«Jede Woche wird ein Nazi der Jungen Tat geoutet.» Mit dieser Ansage haben Anhänger der linksradikalen Antifa-Bewegung anfangs Woche ihr neues Vorhaben verkündet: Sie wollen das ganze Netzwerk der wohl bekanntesten rechtsextremistischen Gruppe der Schweiz offenlegen. Seitdem zeigen sie auf der Website nazifrei.ch einen Neonazi nach dem anderen: mit Bild, vollständigem Namen, Telefonnummer, Wohnadresse und Arbeitsort.
Es sei offensichtlich problematisch, wenn Menschen so an den Pranger gestellt werden, sagt Datenrechtler und Anwalt Martin Steiger. «Selbst wenn diese Menschen sehr unsympathisch sind. Die Betroffenen müssten sich das nicht gefallen lassen. Es verletzt ihr Persönlichkeitsrecht und den Datenschutz.»
Dagegen rechtlich vorzugehen, werde allerdings schwierig. «Der direkte Gegner fehlt. Man kann die Antifa nicht verklagen, weil die Gruppe anonym agiert», so Steiger. In seinen Augen sei Antifa eher ein Label. Zwar gibt die Antifa auf ihrer Website eine E-Mail-Adresse an: Für Junge-Tat-Mitglieder, die einen Schlussstrich ziehen oder etwas über ihre Kameraden aussagen wollen.

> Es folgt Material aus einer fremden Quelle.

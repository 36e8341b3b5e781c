//! GPU enumeration engine: f32 device prefilter, exact f64 host rescoring.

use bytemuck::{Pod, Zeroable};
use iks_core::errors::ErrorInfo;
use iks_core::{
    Candidate, EnumerationEngine, EnumerationRequest, IksError, ProgressObserver, QuboMatrix,
    TopKList,
};

use crate::context::{DeviceMemoryProbe, GpuContext};
use crate::shaders::FILTER_SHADER;

/// Upper bound on chunk-local indices: WGSL works in 32-bit integers.
const MAX_DEVICE_CHUNK_EXP: u32 = 31;

/// Parameters uploaded per filter dispatch.
#[repr(C)]
#[derive(Copy, Clone, Pod, Zeroable)]
struct FilterParams {
    n: u32,
    chunk_exp: u32,
    base_lo: u32,
    base_hi: u32,
    range_start: u32,
    range_len: u32,
    capacity: u32,
    threshold: f32,
}

/// GPU enumeration engine.
///
/// Each chunk is processed by one or more synchronous filter dispatches: the
/// device evaluates the f32 quadratic form for every state in a range and
/// compacts the indices of states at or below a conservatively widened
/// threshold; the host rescores survivors with the canonical f64 evaluation
/// and feeds the chunk-local top-K list. Because every accept/evict decision
/// happens on canonical energies, the results are bit-identical to the CPU
/// backend's.
pub struct GpuEngine {
    context: GpuContext,
}

impl GpuEngine {
    /// Acquires a device; fails when none is present.
    pub fn new() -> Result<Self, IksError> {
        Ok(Self {
            context: GpuContext::new()?,
        })
    }

    /// True when a compatible adapter can be acquired.
    pub fn is_available() -> bool {
        GpuContext::is_available()
    }

    /// Planner budget probe for the acquired device.
    pub fn memory_probe(&self) -> DeviceMemoryProbe {
        self.context.memory_probe()
    }
}

struct FilterPipeline<'a> {
    context: &'a GpuContext,
    pipeline: wgpu::ComputePipeline,
    bind_group: wgpu::BindGroup,
    params_buffer: wgpu::Buffer,
    cursor_buffer: wgpu::Buffer,
    survivors_buffer: wgpu::Buffer,
    cursor_staging: wgpu::Buffer,
    survivors_staging: wgpu::Buffer,
    capacity: u32,
}

impl<'a> FilterPipeline<'a> {
    fn new(
        context: &'a GpuContext,
        qubo: &QuboMatrix,
        capacity: u32,
    ) -> Result<Self, IksError> {
        let device = &context.device;
        let n = qubo.size() as u64;
        let qubo_bytes = n * n * std::mem::size_of::<f32>() as u64;
        let survivor_bytes = u64::from(capacity) * std::mem::size_of::<u32>() as u64;
        if qubo_bytes.max(survivor_bytes) > context.max_buffer_size() {
            return Err(IksError::Resource(
                ErrorInfo::new("gpu-buffer-too-large", "a working buffer exceeds device limits")
                    .with_context("qubo_bytes", qubo_bytes.to_string())
                    .with_context("survivor_bytes", survivor_bytes.to_string()),
            ));
        }

        let qubo_buffer = device.create_buffer(&wgpu::BufferDescriptor {
            label: Some("qubo_matrix"),
            size: qubo_bytes,
            usage: wgpu::BufferUsages::STORAGE | wgpu::BufferUsages::COPY_DST,
            mapped_at_creation: false,
        });
        let entries_f32: Vec<f32> = qubo.entries().iter().map(|&q| q as f32).collect();
        context
            .queue
            .write_buffer(&qubo_buffer, 0, bytemuck::cast_slice(&entries_f32));

        let params_buffer = device.create_buffer(&wgpu::BufferDescriptor {
            label: Some("filter_params"),
            size: std::mem::size_of::<FilterParams>() as u64,
            usage: wgpu::BufferUsages::UNIFORM | wgpu::BufferUsages::COPY_DST,
            mapped_at_creation: false,
        });
        let survivors_buffer = device.create_buffer(&wgpu::BufferDescriptor {
            label: Some("survivors"),
            size: survivor_bytes,
            usage: wgpu::BufferUsages::STORAGE | wgpu::BufferUsages::COPY_SRC,
            mapped_at_creation: false,
        });
        let cursor_buffer = device.create_buffer(&wgpu::BufferDescriptor {
            label: Some("survivor_cursor"),
            size: std::mem::size_of::<u32>() as u64,
            usage: wgpu::BufferUsages::STORAGE
                | wgpu::BufferUsages::COPY_DST
                | wgpu::BufferUsages::COPY_SRC,
            mapped_at_creation: false,
        });
        let survivors_staging = device.create_buffer(&wgpu::BufferDescriptor {
            label: Some("survivors_staging"),
            size: survivor_bytes,
            usage: wgpu::BufferUsages::MAP_READ | wgpu::BufferUsages::COPY_DST,
            mapped_at_creation: false,
        });
        let cursor_staging = device.create_buffer(&wgpu::BufferDescriptor {
            label: Some("cursor_staging"),
            size: std::mem::size_of::<u32>() as u64,
            usage: wgpu::BufferUsages::MAP_READ | wgpu::BufferUsages::COPY_DST,
            mapped_at_creation: false,
        });

        let bind_group_layout = device.create_bind_group_layout(&wgpu::BindGroupLayoutDescriptor {
            label: Some("filter_bind_group_layout"),
            entries: &[
                wgpu::BindGroupLayoutEntry {
                    binding: 0,
                    visibility: wgpu::ShaderStages::COMPUTE,
                    ty: wgpu::BindingType::Buffer {
                        ty: wgpu::BufferBindingType::Uniform,
                        has_dynamic_offset: false,
                        min_binding_size: None,
                    },
                    count: None,
                },
                wgpu::BindGroupLayoutEntry {
                    binding: 1,
                    visibility: wgpu::ShaderStages::COMPUTE,
                    ty: wgpu::BindingType::Buffer {
                        ty: wgpu::BufferBindingType::Storage { read_only: true },
                        has_dynamic_offset: false,
                        min_binding_size: None,
                    },
                    count: None,
                },
                wgpu::BindGroupLayoutEntry {
                    binding: 2,
                    visibility: wgpu::ShaderStages::COMPUTE,
                    ty: wgpu::BindingType::Buffer {
                        ty: wgpu::BufferBindingType::Storage { read_only: false },
                        has_dynamic_offset: false,
                        min_binding_size: None,
                    },
                    count: None,
                },
                wgpu::BindGroupLayoutEntry {
                    binding: 3,
                    visibility: wgpu::ShaderStages::COMPUTE,
                    ty: wgpu::BindingType::Buffer {
                        ty: wgpu::BufferBindingType::Storage { read_only: false },
                        has_dynamic_offset: false,
                        min_binding_size: None,
                    },
                    count: None,
                },
            ],
        });

        let module = device.create_shader_module(wgpu::ShaderModuleDescriptor {
            label: Some("filter_shader"),
            source: wgpu::ShaderSource::Wgsl(FILTER_SHADER.into()),
        });
        let pipeline_layout = device.create_pipeline_layout(&wgpu::PipelineLayoutDescriptor {
            label: Some("filter_pipeline_layout"),
            bind_group_layouts: &[&bind_group_layout],
            push_constant_ranges: &[],
        });
        let pipeline = device.create_compute_pipeline(&wgpu::ComputePipelineDescriptor {
            label: Some("filter_pipeline"),
            layout: Some(&pipeline_layout),
            module: &module,
            entry_point: Some("main"),
            compilation_options: Default::default(),
            cache: None,
        });

        let bind_group = device.create_bind_group(&wgpu::BindGroupDescriptor {
            label: Some("filter_bind_group"),
            layout: &bind_group_layout,
            entries: &[
                wgpu::BindGroupEntry {
                    binding: 0,
                    resource: params_buffer.as_entire_binding(),
                },
                wgpu::BindGroupEntry {
                    binding: 1,
                    resource: qubo_buffer.as_entire_binding(),
                },
                wgpu::BindGroupEntry {
                    binding: 2,
                    resource: survivors_buffer.as_entire_binding(),
                },
                wgpu::BindGroupEntry {
                    binding: 3,
                    resource: cursor_buffer.as_entire_binding(),
                },
            ],
        });

        Ok(Self {
            context,
            pipeline,
            bind_group,
            params_buffer,
            cursor_buffer,
            survivors_buffer,
            cursor_staging,
            survivors_staging,
            capacity,
        })
    }

    /// Runs one synchronous filter dispatch and reads back the survivors.
    ///
    /// Returns the raw hit count (which may exceed the buffer capacity) and
    /// the chunk-local indices actually stored.
    fn dispatch(&self, params: FilterParams) -> Result<(u32, Vec<u32>), IksError> {
        let device = &self.context.device;
        let queue = &self.context.queue;

        queue.write_buffer(&self.params_buffer, 0, bytemuck::bytes_of(&params));
        queue.write_buffer(&self.cursor_buffer, 0, bytemuck::bytes_of(&0u32));

        let mut encoder = device.create_command_encoder(&wgpu::CommandEncoderDescriptor {
            label: Some("filter_encoder"),
        });
        {
            let mut pass = encoder.begin_compute_pass(&wgpu::ComputePassDescriptor {
                label: Some("filter_pass"),
                timestamp_writes: None,
            });
            pass.set_pipeline(&self.pipeline);
            pass.set_bind_group(0, &self.bind_group, &[]);
            let workgroups = params.range_len.div_ceil(256).clamp(1, 65_535);
            pass.dispatch_workgroups(workgroups, 1, 1);
        }
        encoder.copy_buffer_to_buffer(
            &self.cursor_buffer,
            0,
            &self.cursor_staging,
            0,
            std::mem::size_of::<u32>() as u64,
        );
        encoder.copy_buffer_to_buffer(
            &self.survivors_buffer,
            0,
            &self.survivors_staging,
            0,
            u64::from(self.capacity) * std::mem::size_of::<u32>() as u64,
        );
        queue.submit(Some(encoder.finish()));

        let cursor_slice = self.cursor_staging.slice(..);
        let survivors_slice = self.survivors_staging.slice(..);
        let (cursor_tx, cursor_rx) = futures_intrusive::channel::shared::oneshot_channel();
        let (survivors_tx, survivors_rx) = futures_intrusive::channel::shared::oneshot_channel();
        cursor_slice.map_async(wgpu::MapMode::Read, move |result| {
            cursor_tx.send(result).ok();
        });
        survivors_slice.map_async(wgpu::MapMode::Read, move |result| {
            survivors_tx.send(result).ok();
        });
        device.poll(wgpu::Maintain::Wait);

        let map_error = |_| {
            IksError::Resource(ErrorInfo::new(
                "gpu-readback",
                "mapping a staging buffer for readback failed",
            ))
        };
        pollster::block_on(cursor_rx.receive())
            .ok_or_else(|| map_error(()))?
            .map_err(|_| map_error(()))?;
        pollster::block_on(survivors_rx.receive())
            .ok_or_else(|| map_error(()))?
            .map_err(|_| map_error(()))?;

        let count = {
            let data = cursor_slice.get_mapped_range();
            bytemuck::cast_slice::<u8, u32>(&data)[0]
        };
        let stored = count.min(self.capacity) as usize;
        let survivors = {
            let data = survivors_slice.get_mapped_range();
            bytemuck::cast_slice::<u8, u32>(&data)[..stored].to_vec()
        };
        self.cursor_staging.unmap();
        self.survivors_staging.unmap();
        Ok((count, survivors))
    }
}

/// Best admission bound currently known across the global and chunk lists.
fn admission_energy(global: &TopKList, local: &TopKList) -> Option<f64> {
    match (global.admission_bound(), local.admission_bound()) {
        (Some(g), Some(l)) => Some(g.energy.min(l.energy)),
        (Some(g), None) => Some(g.energy),
        (None, Some(l)) => Some(l.energy),
        (None, None) => None,
    }
}

impl EnumerationEngine for GpuEngine {
    fn name(&self) -> &'static str {
        "gpu"
    }

    fn run(
        &self,
        qubo: &QuboMatrix,
        request: &EnumerationRequest,
        progress: &mut dyn ProgressObserver,
    ) -> Result<TopKList, IksError> {
        let n = qubo.size() as u32;
        if request.chunk_exp > n {
            return Err(IksError::Configuration(
                ErrorInfo::new(
                    "chunk-exceeds-space",
                    "chunk exponent is larger than the system size",
                )
                .with_context("chunk_exp", request.chunk_exp.to_string())
                .with_context("n", n.to_string()),
            ));
        }
        if request.chunk_exp > MAX_DEVICE_CHUNK_EXP {
            return Err(IksError::Resource(
                ErrorInfo::new(
                    "chunk-exceeds-device-index-space",
                    "the device kernel indexes states with 32-bit integers",
                )
                .with_context("chunk_exp", request.chunk_exp.to_string())
                .with_hint("request a chunk exponent of at most 31"),
            ));
        }

        let total = 1u64 << n;
        let chunk_len = 1u64 << request.chunk_exp;
        let num_chunks = total >> request.chunk_exp;

        let capacity = (request.num_states as u64)
            .saturating_mul(2)
            .clamp(1 << 16, 1 << 22) as u32;
        let pipeline = FilterPipeline::new(&self.context, qubo, capacity)?;

        // Widened so f32 matrix conversion and summation error can never
        // reject a true top-K member; false positives only cost a rescore.
        let n_f = n as f64;
        let margin = qubo.abs_scale() * (n_f * n_f + 64.0) * f64::from(f32::EPSILON) * 4.0;

        let mut global = TopKList::new(request.num_states);
        for chunk_index in 0..num_chunks {
            let base = chunk_index << request.chunk_exp;
            let mut chunk_list = TopKList::new(request.num_states);
            let mut pending: Vec<(u32, u32)> = vec![(0, chunk_len as u32)];
            while let Some((start, len)) = pending.pop() {
                let threshold = match admission_energy(&global, &chunk_list) {
                    Some(bound) => (bound + margin) as f32,
                    None => f32::MAX,
                };
                let params = FilterParams {
                    n,
                    chunk_exp: request.chunk_exp,
                    base_lo: base as u32,
                    base_hi: (base >> 32) as u32,
                    range_start: start,
                    range_len: len,
                    capacity,
                    threshold,
                };
                let (count, survivors) = pipeline.dispatch(params)?;
                if count > capacity && len > 1 {
                    // Too many hits to store: split the range and filter each
                    // half against the (by then tighter) threshold.
                    let half = len / 2;
                    pending.push((start + half, len - half));
                    pending.push((start, half));
                    continue;
                }
                for local in survivors {
                    let code = base + u64::from(local);
                    chunk_list.insert(Candidate {
                        energy: qubo.energy(code),
                        code,
                    });
                }
            }
            global.merge_from(chunk_list);
            progress.states_processed(((chunk_index + 1) << request.chunk_exp).min(total));
        }
        Ok(global)
    }
}
use std::error::Error;

use clap::{Parser, Subcommand};
use commands::{
    plan::{self, PlanArgs},
    search::{self, SearchArgs},
};

mod commands;

#[derive(Parser, Debug)]
#[command(name = "iks", about = "Exhaustive low-energy state search for Ising systems")]
struct Cli {
    #[command(subcommand)]
    command: Command,
}

#[derive(Subcommand, Debug)]
enum Command {
    /// Search a problem graph for its lowest-energy states.
    Search(SearchArgs),
    /// Show the chunk decomposition a budget and system size would produce.
    Plan(PlanArgs),
}

fn main() -> Result<(), Box<dyn Error>> {
    let cli = Cli::parse();
    match cli.command {
        Command::Search(args) => search::run(&args),
        Command::Plan(args) => plan::run(&args),
    }
}
use iks_core::{
    ising_to_qubo, Candidate, CouplingMatrix, EnumerationEngine, EnumerationRequest, IksError,
    NoopProgress, ProgressObserver, QuboMatrix,
};
use iks_cpu::CpuEngine;
use proptest::prelude::*;
use rand::rngs::StdRng;
use rand::{Rng, SeedableRng};

fn random_qubo(seed: u64, n: usize) -> QuboMatrix {
    let mut rng = StdRng::seed_from_u64(seed);
    let mut couplings = CouplingMatrix::zeros(n);
    for i in 0..n {
        for j in i..n {
            couplings.fold_upper(i, j, rng.gen_range(-1.0..1.0));
        }
    }
    ising_to_qubo(&couplings).0
}

fn direct_topk(qubo: &QuboMatrix, k: usize) -> Vec<Candidate> {
    let n = qubo.size();
    let mut all: Vec<Candidate> = (0..(1u64 << n))
        .map(|code| Candidate {
            energy: qubo.energy(code),
            code,
        })
        .collect();
    all.sort();
    all.truncate(k);
    all
}

fn run_cpu(qubo: &QuboMatrix, chunk_exp: u32, num_states: usize) -> Vec<Candidate> {
    CpuEngine::new()
        .run(
            qubo,
            &EnumerationRequest {
                chunk_exp,
                num_states,
            },
            &mut NoopProgress,
        )
        .unwrap()
        .into_sorted()
}

#[test]
fn saturated_search_equals_full_enumeration() {
    for n in 1..=10usize {
        let qubo = random_qubo(n as u64, n);
        let k = 1usize << n;
        let chunk_exp = (n as u32).min(3);
        let result = run_cpu(&qubo, chunk_exp, k);
        assert_eq!(result.len(), k, "n {n}");
        assert_eq!(result, direct_topk(&qubo, k), "n {n}");
    }
}

#[test]
fn result_is_invariant_under_chunk_exponent() {
    let qubo = random_qubo(42, 9);
    let reference = run_cpu(&qubo, 9, 12);
    for chunk_exp in 0..=9u32 {
        assert_eq!(run_cpu(&qubo, chunk_exp, 12), reference, "exp {chunk_exp}");
    }
}

#[test]
fn result_is_invariant_under_thread_count() {
    let qubo = random_qubo(7, 10);
    let request = EnumerationRequest {
        chunk_exp: 6,
        num_states: 17,
    };
    let single = CpuEngine::with_threads(1)
        .run(&qubo, &request, &mut NoopProgress)
        .unwrap()
        .into_sorted();
    let pooled = CpuEngine::with_threads(4)
        .run(&qubo, &request, &mut NoopProgress)
        .unwrap()
        .into_sorted();
    assert_eq!(single, pooled);
}

#[test]
fn tied_energies_resolve_to_ascending_codes() {
    // A zero Hamiltonian ties every state at energy zero; the kept codes
    // must then be the smallest ones in ascending order.
    let qubo = ising_to_qubo(&CouplingMatrix::zeros(5)).0;
    let result = run_cpu(&qubo, 3, 6);
    assert_eq!(
        result.iter().map(|c| c.code).collect::<Vec<_>>(),
        vec![0, 1, 2, 3, 4, 5]
    );
}

struct Recorder(Vec<u64>);

impl ProgressObserver for Recorder {
    fn states_processed(&mut self, count: u64) {
        self.0.push(count);
    }
}

#[test]
fn progress_reports_cumulative_counts_per_chunk() {
    let qubo = random_qubo(3, 6);
    let mut recorder = Recorder(Vec::new());
    CpuEngine::new()
        .run(
            &qubo,
            &EnumerationRequest {
                chunk_exp: 4,
                num_states: 4,
            },
            &mut recorder,
        )
        .unwrap();
    assert_eq!(recorder.0, vec![16, 32, 48, 64]);
}

#[test]
fn chunk_exponent_beyond_space_is_rejected() {
    let qubo = random_qubo(1, 4);
    let err = CpuEngine::new()
        .run(
            &qubo,
            &EnumerationRequest {
                chunk_exp: 10,
                num_states: 4,
            },
            &mut NoopProgress,
        )
        .unwrap_err();
    assert!(matches!(err, IksError::Configuration(_)));
}

proptest! {
    #![proptest_config(ProptestConfig::with_cases(48))]

    #[test]
    fn random_instances_match_direct_selection(
        seed in any::<u64>(),
        n in 2usize..=9,
        k in 1usize..=20,
        exp_offset in 0u32..10,
    ) {
        let qubo = random_qubo(seed, n);
        let chunk_exp = exp_offset % (n as u32 + 1);
        let k = k.min(1 << chunk_exp);
        let result = run_cpu(&qubo, chunk_exp, k);
        prop_assert_eq!(result, direct_topk(&qubo, k));
    }
}
pub mod aggregator;
pub mod assembler;
pub mod fetcher;
pub mod normalizer;
pub mod platforms;
pub mod retry;
pub mod types;

pub use aggregator::{cross_platform_feed, TrendAggregator};
pub use assembler::assemble;
pub use fetcher::Fetcher;
pub use normalizer::normalize;
pub use platforms::{Platform, AGGREGATED_PLATFORM};
pub use retry::{with_retry, RetryConfig};
pub use types::{AggregateResponse, FetchConfig, FetchError, PlatformResponse, Result, Topic};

Betroffene könnten gegen den Host der Website vorgehen, erklärt der Anwalt. «Alle, die an einer Persönlichkeitsverletzung mitwirken, sind grundsätzlich angreifbar.» Die Domain nazifrei.ch wurde vor einer Woche von einem finnischen Registrar eingetragen. Er kann verpflichtet werden, den Inhaber der Domain offenzulegen. Allerdings könnten die Angaben falsch sein, so Steiger. Die Angriffsfläche ist klein.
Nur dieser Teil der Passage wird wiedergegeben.